▶ _EXERCISE DESCRIPTION_
A complete answer lists every line of the entries below where the string "walkdir" appears.

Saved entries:
pub mod config;
pub mod error;
pub mod fetch;
pub mod layers;
pub mod materialize;
pub mod report;
pub mod resolver;
pub mod scanner;
pub mod store;
pub mod target;
pub mod util;
pub mod workspace;

pub use error::{Error, ErrorKind, Result};
use std::fmt;
use std::path::Path;

#[derive(Debug, Clone, Copy, PartialEq, Eq)]
pub enum ErrorKind {
    /// Bad input layout, e.g. a file where a directory is required.
    Input,
    /// Corrupted copy or a caller precondition broken mid-scan. Never downgraded.
    Integrity,
    Io,
    Config,
    /// A spawned tool (compiler, sw_vers) failed.
    External,
}

impl fmt::Display for ErrorKind {
    fn fmt(&self, f: &mut fmt::Formatter<'_>) -> fmt::Result {
        let s = match self {
            ErrorKind::Input => "input",
            ErrorKind::Integrity => "integrity",
            ErrorKind::Io => "io",
            ErrorKind::Config => "config",
            ErrorKind::External => "external",
        };
        f.write_str(s)
    }
}

#[derive(Debug)]
pub struct Error {
    kind: ErrorKind,
    msg: String,
}

impl Error {
    pub fn new<M: Into<String>>(kind: ErrorKind, msg: M) -> Self {
        Self {
            kind,
            msg: msg.into(),
        }
    }

    pub fn input<M: Into<String>>(msg: M) -> Self {
        Self::new(ErrorKind::Input, msg)
    }

    pub fn integrity<M: Into<String>>(msg: M) -> Self {
        Self::new(ErrorKind::Integrity, msg)
    }

    pub fn config<M: Into<String>>(msg: M) -> Self {
        Self::new(ErrorKind::Config, msg)
    }

    pub fn external<M: Into<String>>(msg: M) -> Self {
        Self::new(ErrorKind::External, msg)
    }

    /// Wraps an I/O failure with the operation and path that produced it.
    pub fn io(what: &str, path: &Path, err: std::io::Error) -> Self {
        Self::new(
            ErrorKind::Io,
            format!("failed to {what} {}: {err}", path.display()),
        )
    }

    pub fn kind(&self) -> ErrorKind {
        self.kind
    }
}

impl fmt::Display for Error {
    fn fmt(&self, f: &mut fmt::Formatter<'_>) -> fmt::Result {
        write!(f, "{}", self.msg)
    }
}

impl std::error::Error for Error {}

impl From<std::io::Error> for Error {
    fn from(err: std::io::Error) -> Self {
        Self::new(ErrorKind::Io, err.to_string())
    }
}

impl From<toml::de::Error> for Error {
    fn from(err: toml::de::Error) -> Self {
        Self::config(err.to_string())
    }
}

impl From<walkdir::Error> for Error {
    fn from(err: walkdir::Error) -> Self {
        Self::new(ErrorKind::Io, format!("walkdir error: {err}"))
    }
}

pub type Result<T> = std::result::Result<T, Error>;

▶ _TASK SOLUTION_
impl From<walkdir::Error> for Error {
    fn from(err: walkdir::Error) -> Self {
        Self::new(ErrorKind::Io, format!("walkdir error: {err}"))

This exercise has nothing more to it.